Ibuprofen Toxicity

Before you medicate your dog, stop and ask your veterinarian.   Many people do not know that pain medications made for people (both over-the-counter and prescription) can be very harmful and even deadly to our pets!  Not all have to do with the size of your pet either, however in a small dog even 1 little pill could be deadly.

Ibuprofen is a very effective NSAID (Non-Steroidal Anti-Inflammatory Drug) that is commonly used in humans as an over-the-counter pain reliever. It usually comes in 200mg pills or capsules, although extra-strength formulations are available that can be up to 800mg per pill. Many well-meaning owners make the mistake of giving their dog ibuprofen (Motrin or Advil) for pain control. Many dogs also accidentally ingest this medication when they knock over an open container or chew through the bottle.   Advil has a cherry coating that some dogs find very palatable.   Ibuprofen is extremely toxic for dogs and cats alike as their livers cannot process the metabolites. Toxicity can begin at as low as 8mg/kg. This means that ingesting only one 200mg ibuprofen is more than enough to potentially produce gastric ulceration in a 40lb dog.

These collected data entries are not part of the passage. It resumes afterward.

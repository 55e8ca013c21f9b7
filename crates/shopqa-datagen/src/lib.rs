//! Synthetic e-commerce datasets with known defects
//!
//! Produces `customers.csv`, `orders.csv` and `events.csv` with nulls,
//! exact duplicates, out-of-vocabulary categories and negative amounts
//! injected at configured rates. Output is a pure function of the
//! [`GeneratorConfig`](shopqa_core::GeneratorConfig): same seed and
//! parameters, same bytes.

pub mod generator;
pub mod profile;
pub mod records;
pub mod vocab;

pub use generator::{FileSummary, GenerateError, GenerationSummary, Generator};
pub use profile::{profile_dir, DatasetProfile, TableProfile};
pub use records::{Customer, Event, Order};

/// File names written by the generator, in load order
pub const CUSTOMERS_FILE: &str = "customers.csv";
pub const ORDERS_FILE: &str = "orders.csv";
pub const EVENTS_FILE: &str = "events.csv";
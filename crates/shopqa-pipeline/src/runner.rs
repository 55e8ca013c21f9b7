//! Level-by-level execution of the task graph

use crate::dag::{default_pipeline, TaskGraph};
use crate::tasks::{generate_quality_report, ingest_csv, init_warehouse, validate_quality, Task};
use crate::PipelineError;
use futures::future::join_all;
use shopqa_core::{Config, Issue, QualityCheckResult, RunReport, TaskRecord, TaskStatus};
use shopqa_quality::{alert_on_issues, AlertSink, LogSink};
use shopqa_transform::Transformer;
use shopqa_warehouse::{Connector, QualifiedName};
use std::collections::HashSet;
use std::sync::Arc;
use std::time::Instant;

/// What a finished task hands to the rest of the run
#[derive(Debug, Clone, PartialEq)]
pub enum TaskOutput {
    /// Nothing beyond a short description
    Done(String),

    /// Result of `validate_quality`, consumed by `alert_on_issues`
    Quality(QualityCheckResult),

    /// Issues raised by `alert_on_issues`
    Issues(Vec<Issue>),
}

impl TaskOutput {
    pub fn detail(&self) -> String {
        match self {
            Self::Done(detail) => detail.clone(),
            Self::Quality(q) => format!(
                "{} customers, {} orders, {} events checked",
                q.customers_completeness.total_rows,
                q.orders_validity.total_orders,
                q.events_quality.total_events
            ),
            Self::Issues(issues) if issues.is_empty() => "no issues".to_string(),
            Self::Issues(issues) => format!("{} issue(s)", issues.len()),
        }
    }
}

/// The daily pipeline bound to a warehouse, a dbt runner and an alert sink
pub struct Pipeline {
    config: Config,
    connector: Arc<dyn Connector>,
    transformer: Transformer,
    sink: Arc<dyn AlertSink>,
    database: Option<String>,
    graph: TaskGraph,
}

impl Pipeline {
    /// Full pipeline graph, alerts to the log
    pub fn new(config: Config, connector: Arc<dyn Connector>, transformer: Transformer) -> Self {
        Self {
            config,
            connector,
            transformer,
            sink: Arc::new(LogSink),
            database: None,
            graph: default_pipeline(true),
        }
    }

    pub fn with_sink(mut self, sink: Arc<dyn AlertSink>) -> Self {
        self.sink = sink;
        self
    }

    /// Database created and selected by `init_warehouse`
    pub fn with_database(mut self, database: impl Into<String>) -> Self {
        self.database = Some(database.into());
        self
    }

    /// Drop the dbt tasks from the graph
    pub fn without_transform(mut self) -> Self {
        self.graph = default_pipeline(false);
        self
    }

    pub fn graph(&self) -> &TaskGraph {
        &self.graph
    }

    /// Run every task once its parents succeeded
    ///
    /// Task failures are recorded in the report, not returned; only an
    /// unschedulable graph is an error.
    pub async fn run(&self) -> Result<RunReport, PipelineError> {
        let stages = self.graph.stages()?;
        let mut report = RunReport::new(&self.config.pipeline_name);
        let mut skipped: HashSet<String> = HashSet::new();
        let mut quality: Option<QualityCheckResult> = None;
        let mut issues: Vec<Issue> = Vec::new();

        tracing::info!(
            pipeline = %self.config.pipeline_name,
            tasks = self.graph.tasks().len(),
            stages = stages.len(),
            "pipeline run started"
        );

        for stage in stages {
            let runnable: Vec<&String> = stage.iter().filter(|id| !skipped.contains(*id)).collect();
            let results = join_all(runnable.iter().map(|id| self.run_with_retry(id, quality.as_ref()))).await;

            for id in stage.iter().filter(|id| skipped.contains(*id)) {
                tracing::warn!(task = %id, "skipped because an upstream task failed");
                report.add_task(TaskRecord::skipped(id.as_str()));
            }

            for (id, (record, output)) in runnable.into_iter().zip(results) {
                if record.status == TaskStatus::Failed {
                    skipped.extend(self.graph.downstream(id));
                }
                match output {
                    Some(TaskOutput::Quality(q)) => quality = Some(q),
                    Some(TaskOutput::Issues(i)) => issues = i,
                    _ => {}
                }
                report.add_task(record);
            }
        }

        if let Some(quality) = quality {
            report.set_quality(quality, issues);
        }

        tracing::info!(
            succeeded = report.summary.succeeded,
            failed = report.summary.failed,
            skipped = report.summary.skipped,
            issues = report.summary.issues,
            "pipeline run finished"
        );
        Ok(report)
    }

    /// Run one task, retrying with a fixed delay
    async fn run_with_retry(&self, id: &str, quality: Option<&QualityCheckResult>) -> (TaskRecord, Option<TaskOutput>) {
        let started = Instant::now();
        let max_attempts = self.config.scheduler.retries + 1;
        let mut attempts = 0;

        loop {
            attempts += 1;
            tracing::info!(task = %id, attempt = attempts, "task started");

            match self.run_task(id, quality).await {
                Ok(output) => {
                    let detail = output.detail();
                    tracing::info!(task = %id, %detail, "task succeeded");
                    let record = TaskRecord {
                        task_id: id.to_string(),
                        status: TaskStatus::Succeeded,
                        attempts,
                        duration_ms: started.elapsed().as_millis() as u64,
                        detail: Some(detail),
                        error: None,
                    };
                    return (record, Some(output));
                }
                Err(e) if attempts < max_attempts => {
                    let delay = self.config.scheduler.retry_delay();
                    tracing::warn!(task = %id, attempt = attempts, error = %e, ?delay, "task failed; retrying");
                    tokio::time::sleep(delay).await;
                }
                Err(e) => {
                    tracing::error!(task = %id, attempts, error = %e, "task failed");
                    let record = TaskRecord {
                        task_id: id.to_string(),
                        status: TaskStatus::Failed,
                        attempts,
                        duration_ms: started.elapsed().as_millis() as u64,
                        detail: None,
                        error: Some(e.to_string()),
                    };
                    return (record, None);
                }
            }
        }
    }

    async fn run_task(&self, id: &str, quality: Option<&QualityCheckResult>) -> Result<TaskOutput, PipelineError> {
        let task = Task::from_id(id).ok_or_else(|| PipelineError::UnknownTask(id.to_string()))?;
        let connector = self.connector.as_ref();

        match task {
            Task::InitWarehouse => {
                let version = init_warehouse(connector, self.database.as_deref()).await?;
                Ok(TaskOutput::Done(format!("warehouse version {}", version)))
            }
            Task::IngestCustomers | Task::IngestOrders | Task::IngestEvents => {
                let (table, file) = task
                    .ingest_source()
                    .ok_or_else(|| PipelineError::UnknownTask(id.to_string()))?;
                let table = QualifiedName::parse(table)?;
                let path = self.config.resolve(&self.config.data_dir).join(file);
                let rows = ingest_csv(connector, &table, &path, self.config.warehouse.ingest_batch_size).await?;
                Ok(TaskOutput::Done(format!("{} rows", rows)))
            }
            Task::Dbt(step) => {
                let outcome = self.transformer.run_step(step).await?;
                Ok(TaskOutput::Done(outcome.command))
            }
            Task::ValidateQuality => Ok(TaskOutput::Quality(validate_quality(connector).await?)),
            Task::AlertOnIssues => {
                let quality = quality.ok_or(PipelineError::MissingInput {
                    task: "alert_on_issues",
                    input: "validate_quality",
                })?;
                let issues = alert_on_issues(quality, &self.config.thresholds, self.sink.as_ref()).await?;
                Ok(TaskOutput::Issues(issues))
            }
            Task::GenerateQualityReport => {
                generate_quality_report(connector, &self.config.pipeline_name).await?;
                Ok(TaskOutput::Done("report row appended".to_string()))
            }
        }
    }
}

#[cfg(test)]
mod tests {
    use super::*;

    #[test]
    fn output_details() {
        assert_eq!(TaskOutput::Done("5100 rows".into()).detail(), "5100 rows");
        assert_eq!(TaskOutput::Issues(Vec::new()).detail(), "no issues");
        assert_eq!(
            TaskOutput::Quality(QualityCheckResult::default()).detail(),
            "0 customers, 0 orders, 0 events checked"
        );
    }
}
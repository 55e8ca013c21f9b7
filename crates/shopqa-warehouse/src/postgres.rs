//! PostgreSQL sessions
//!
//! Works with any PostgreSQL-compatible server reachable through a
//! connection URL (`SHOPQA_POSTGRES_URL`). Statements run through the
//! simple query protocol, so every value comes back as text and is typed
//! with [`SqlValue::from_text`].
//!
//! TLS is used when the URL asks for it (`sslmode=require`).
//!
//! Reference: https://www.postgresql.org/docs/current/protocol-flow.html#PROTOCOL-FLOW-SIMPLE-QUERY

use crate::session::{Connector, Dialect, Session, WarehouseError};
use shopqa_core::PostgresSettings;

#[cfg(feature = "postgres")]
use shopqa_core::{Row, SqlValue};

#[cfg(feature = "postgres")]
use tokio_postgres::{Client, NoTls, SimpleQueryMessage};

#[cfg(feature = "postgres")]
use postgres_native_tls::MakeTlsConnector;

#[cfg(feature = "postgres")]
use native_tls::TlsConnector;

/// Opens PostgreSQL sessions from a connection URL
#[derive(Clone)]
pub struct PostgresConnector {
    settings: PostgresSettings,
}

impl PostgresConnector {
    pub fn new(settings: PostgresSettings) -> Self {
        Self { settings }
    }

    /// Whether the connection URL requires TLS
    pub fn requires_tls(&self) -> bool {
        self.settings.url.contains("sslmode=require")
    }
}

impl std::fmt::Debug for PostgresConnector {
    fn fmt(&self, f: &mut std::fmt::Formatter<'_>) -> std::fmt::Result {
        f.debug_struct("PostgresConnector")
            .field("tls", &self.requires_tls())
            .finish_non_exhaustive()
    }
}

#[async_trait::async_trait]
impl Connector for PostgresConnector {
    fn name(&self) -> &'static str {
        "PostgreSQL"
    }

    fn dialect(&self) -> Dialect {
        Dialect::Postgres
    }

    #[cfg(feature = "postgres")]
    async fn connect(&self) -> Result<Box<dyn Session>, WarehouseError> {
        let url = &self.settings.url;

        let (client, handle) = if self.requires_tls() {
            let connector = TlsConnector::builder()
                .build()
                .map_err(|e| WarehouseError::ConfigError(format!("Failed to create TLS connector: {}", e)))?;
            let (client, connection) = tokio_postgres::connect(url, MakeTlsConnector::new(connector))
                .await
                .map_err(|e| WarehouseError::AuthenticationError(format!(
                    "Failed to connect to PostgreSQL with TLS: {}", e
                )))?;
            let handle = tokio::spawn(async move {
                if let Err(e) = connection.await {
                    tracing::error!(error = %e, "PostgreSQL TLS connection error");
                }
            });
            (client, handle)
        } else {
            let (client, connection) = tokio_postgres::connect(url, NoTls)
                .await
                .map_err(|e| WarehouseError::AuthenticationError(format!(
                    "Failed to connect to PostgreSQL: {}", e
                )))?;
            let handle = tokio::spawn(async move {
                if let Err(e) = connection.await {
                    tracing::error!(error = %e, "PostgreSQL connection error");
                }
            });
            (client, handle)
        };

        Ok(Box::new(PostgresSession {
            client: Some(client),
            connection: Some(handle),
        }))
    }

    #[cfg(not(feature = "postgres"))]
    async fn connect(&self) -> Result<Box<dyn Session>, WarehouseError> {
        Err(WarehouseError::ConfigError(
            "PostgreSQL support not compiled. Rebuild with: cargo build --features postgres".to_string()
        ))
    }
}

/// One PostgreSQL connection plus its background driver task
#[cfg(feature = "postgres")]
pub struct PostgresSession {
    client: Option<Client>,
    connection: Option<tokio::task::JoinHandle<()>>,
}

#[cfg(feature = "postgres")]
impl PostgresSession {
    async fn simple_query(&self, sql: &str) -> Result<Vec<SimpleQueryMessage>, WarehouseError> {
        let client = self
            .client
            .as_ref()
            .ok_or_else(|| WarehouseError::ConnectionError("session already closed".to_string()))?;

        client.simple_query(sql).await.map_err(|e| {
            if e.is_closed() {
                WarehouseError::ConnectionError(e.to_string())
            } else {
                WarehouseError::QueryError(e.to_string())
            }
        })
    }
}

#[cfg(feature = "postgres")]
#[async_trait::async_trait]
impl Session for PostgresSession {
    async fn execute(&mut self, sql: &str) -> Result<u64, WarehouseError> {
        let messages = self.simple_query(sql).await?;
        Ok(messages
            .iter()
            .map(|m| match m {
                SimpleQueryMessage::CommandComplete(n) => *n,
                _ => 0,
            })
            .sum())
    }

    async fn query_first(&mut self, sql: &str) -> Result<Option<Row>, WarehouseError> {
        let messages = self.simple_query(sql).await?;
        for message in messages {
            if let SimpleQueryMessage::Row(row) = message {
                let columns = row.columns().iter().map(|c| c.name().to_string()).collect();
                let values = (0..row.len())
                    .map(|i| SqlValue::from_text(row.get(i)))
                    .collect();
                return Ok(Some(Row::new(columns, values)));
            }
        }
        Ok(None)
    }

    async fn close(&mut self) -> Result<(), WarehouseError> {
        // Dropping the client ends the connection; the driver task then finishes
        self.client.take();
        if let Some(handle) = self.connection.take() {
            handle
                .await
                .map_err(|e| WarehouseError::ConnectionError(format!("Connection task failed: {}", e)))?;
        }
        Ok(())
    }
}
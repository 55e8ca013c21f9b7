//! shopqa core
//!
//! Shared domain model for the e-commerce data-quality pipeline.
//! Issue codes are part of the report format - never rename them.

pub mod checks;
pub mod config;
pub mod issue;
pub mod metrics;
pub mod report;
pub mod value;

pub use checks::{CustomerCompleteness, EventQuality, OrderValidity, QualityCheckResult};
pub use config::{
    Config, ConfigError, ConnectionSettings, DbtConfig, GeneratorConfig, PostgresSettings,
    SchedulerConfig, SnowflakeSettings, Thresholds, WarehouseBackend, WarehouseConfig,
};
pub use issue::{Issue, IssueCode, Severity};
pub use report::{ReportVersion, RunReport, RunSummary, TaskRecord, TaskStatus};
pub use value::{Row, SqlValue};
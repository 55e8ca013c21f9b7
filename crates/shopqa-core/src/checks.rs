//! Results of the aggregate quality checks
//!
//! One [`QualityCheckResult`] is produced per pipeline run by the quality
//! gate and handed, by value, to the alert decision and the run report.

use serde::{Deserialize, Serialize};

/// `customers_completeness` check over `staging.stg_customers`
#[derive(Debug, Clone, PartialEq, Default, Serialize, Deserialize)]
pub struct CustomerCompleteness {
    pub total_rows: i64,
    pub non_null_customer_id: i64,
    pub non_null_email: i64,

    /// `non_null_email / total_rows`, 0 for an empty table
    pub email_completeness: f64,
}

/// `orders_validity` check over `staging.stg_orders`
#[derive(Debug, Clone, PartialEq, Default, Serialize, Deserialize)]
pub struct OrderValidity {
    pub total_orders: i64,

    /// Rows with `total_amount < 0`
    pub negative_amounts: i64,

    /// Rows with `invalid_status_flag = 1`
    pub invalid_statuses: i64,
}

/// `events_quality` check over `staging.stg_events`
#[derive(Debug, Clone, PartialEq, Default, Serialize, Deserialize)]
pub struct EventQuality {
    pub total_events: i64,

    /// Rows with `invalid_event_type_flag = 1`
    pub invalid_event_types: i64,

    pub unique_customers: i64,
}

/// All check results of one run
#[derive(Debug, Clone, PartialEq, Default, Serialize, Deserialize)]
pub struct QualityCheckResult {
    pub customers_completeness: CustomerCompleteness,
    pub orders_validity: OrderValidity,
    pub events_quality: EventQuality,
}

impl QualityCheckResult {
    /// Names of the checks, in execution order
    pub const CHECK_NAMES: [&'static str; 3] =
        ["customers_completeness", "orders_validity", "events_quality"];
}
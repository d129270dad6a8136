//! Fact table types, CSV loading/writing and star-schema export

mod record;
pub mod loader;
pub mod schema;
pub mod writer;

pub use record::{loss_ratio, Dataset, LossRecord};
pub use loader::{load_dataset, load_dataset_from_reader};
pub use schema::{write_star_schema, StarSchema};
pub use writer::{write_dataset, write_dataset_to_writer, FACT_TABLE_FILE};
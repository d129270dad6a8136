//! Synthetic loss experience generator

mod development;
mod engine;
mod seasonality;

pub use development::DevelopmentModel;
pub use engine::{days_in_month, round_cents, DatasetGenerator, SegmentFactor, MIN_PREMIUM};
pub use seasonality::{seasonal_factor, trend_factor};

Gastric ulcers are typically considered the first level of toxicity and can cause bloody vomit, diarrhea, lethargy and decreased appetite or unwillingness to eat. In the case of severe gastric ulcers internal bleeding from the stomach can lead to shock or sepsis resulting in death.

Following gastric ulcers in severity is kidney disease.  An enzyme found in NSAIDs inhibits blood flow to the kidneys. Decreased blood flow to the kidneys can cause death of kidney tissue and the development of acute renal failure. This results in an inability to concentrate the urine and the buildup of toxins in the blood which can cause frequent drinking and urinating, lethargy, nausea and anorexia. Renal failure can not be cured, but can sometimes be medically managed using a variety of veterinary medications, fluid therapy and specialized diets.  Although the kidneys can health, they are unlike to heal fully and some permanent damage will be done.  In short, this can dramatically reduce the overall life span of your loved one.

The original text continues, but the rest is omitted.